**Supplied records**
------------------------------------------------------------
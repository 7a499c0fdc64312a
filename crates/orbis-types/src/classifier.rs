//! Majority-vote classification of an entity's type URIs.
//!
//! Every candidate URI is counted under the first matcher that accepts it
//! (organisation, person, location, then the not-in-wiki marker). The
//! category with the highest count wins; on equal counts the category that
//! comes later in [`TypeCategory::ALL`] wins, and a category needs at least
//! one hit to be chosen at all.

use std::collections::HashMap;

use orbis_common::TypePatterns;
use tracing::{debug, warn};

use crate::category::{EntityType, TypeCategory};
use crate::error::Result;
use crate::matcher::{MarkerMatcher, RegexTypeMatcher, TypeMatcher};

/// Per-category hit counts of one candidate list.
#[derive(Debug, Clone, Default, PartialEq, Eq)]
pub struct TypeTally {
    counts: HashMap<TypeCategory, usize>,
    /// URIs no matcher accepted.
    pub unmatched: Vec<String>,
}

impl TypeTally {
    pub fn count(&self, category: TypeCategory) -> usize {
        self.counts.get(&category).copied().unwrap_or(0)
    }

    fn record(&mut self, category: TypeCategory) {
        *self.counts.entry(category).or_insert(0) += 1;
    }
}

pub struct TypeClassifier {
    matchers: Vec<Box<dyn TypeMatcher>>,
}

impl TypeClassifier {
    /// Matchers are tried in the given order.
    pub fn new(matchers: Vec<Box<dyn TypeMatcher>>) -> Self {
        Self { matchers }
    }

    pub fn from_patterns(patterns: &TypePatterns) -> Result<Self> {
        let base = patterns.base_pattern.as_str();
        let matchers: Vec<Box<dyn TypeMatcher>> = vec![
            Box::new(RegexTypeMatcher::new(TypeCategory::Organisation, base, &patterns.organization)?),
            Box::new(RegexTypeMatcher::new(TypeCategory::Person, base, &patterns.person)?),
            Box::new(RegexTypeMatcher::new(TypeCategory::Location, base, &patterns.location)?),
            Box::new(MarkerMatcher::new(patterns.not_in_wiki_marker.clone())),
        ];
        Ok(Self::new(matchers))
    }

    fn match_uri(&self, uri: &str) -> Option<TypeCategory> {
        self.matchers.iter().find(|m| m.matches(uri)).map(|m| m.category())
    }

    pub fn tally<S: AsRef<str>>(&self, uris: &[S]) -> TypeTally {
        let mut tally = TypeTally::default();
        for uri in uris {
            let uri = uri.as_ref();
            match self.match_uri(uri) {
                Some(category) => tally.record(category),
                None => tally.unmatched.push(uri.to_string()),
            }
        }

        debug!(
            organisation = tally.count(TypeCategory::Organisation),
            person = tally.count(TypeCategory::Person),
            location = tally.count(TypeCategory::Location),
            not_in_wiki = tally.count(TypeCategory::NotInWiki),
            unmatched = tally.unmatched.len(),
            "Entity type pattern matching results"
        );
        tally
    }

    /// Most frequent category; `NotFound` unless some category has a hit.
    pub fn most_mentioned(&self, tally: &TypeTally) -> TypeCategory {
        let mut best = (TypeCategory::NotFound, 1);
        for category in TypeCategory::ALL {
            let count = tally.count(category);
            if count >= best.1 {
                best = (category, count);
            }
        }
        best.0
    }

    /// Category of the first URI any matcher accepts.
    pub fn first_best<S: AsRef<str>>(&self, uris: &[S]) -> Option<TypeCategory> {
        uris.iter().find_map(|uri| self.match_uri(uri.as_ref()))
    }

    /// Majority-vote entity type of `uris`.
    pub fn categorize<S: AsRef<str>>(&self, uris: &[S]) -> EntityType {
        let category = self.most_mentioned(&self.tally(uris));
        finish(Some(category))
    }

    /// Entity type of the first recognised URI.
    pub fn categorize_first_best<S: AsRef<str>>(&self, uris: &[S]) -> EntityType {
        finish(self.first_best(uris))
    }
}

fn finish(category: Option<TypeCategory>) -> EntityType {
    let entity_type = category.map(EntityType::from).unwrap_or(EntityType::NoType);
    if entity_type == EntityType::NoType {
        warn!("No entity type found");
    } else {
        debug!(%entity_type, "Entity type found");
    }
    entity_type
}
------------------------------------------------------------
**Description of the task**
Determine how many lines above contain the word "Option", then give the number by itself.

**Result**
3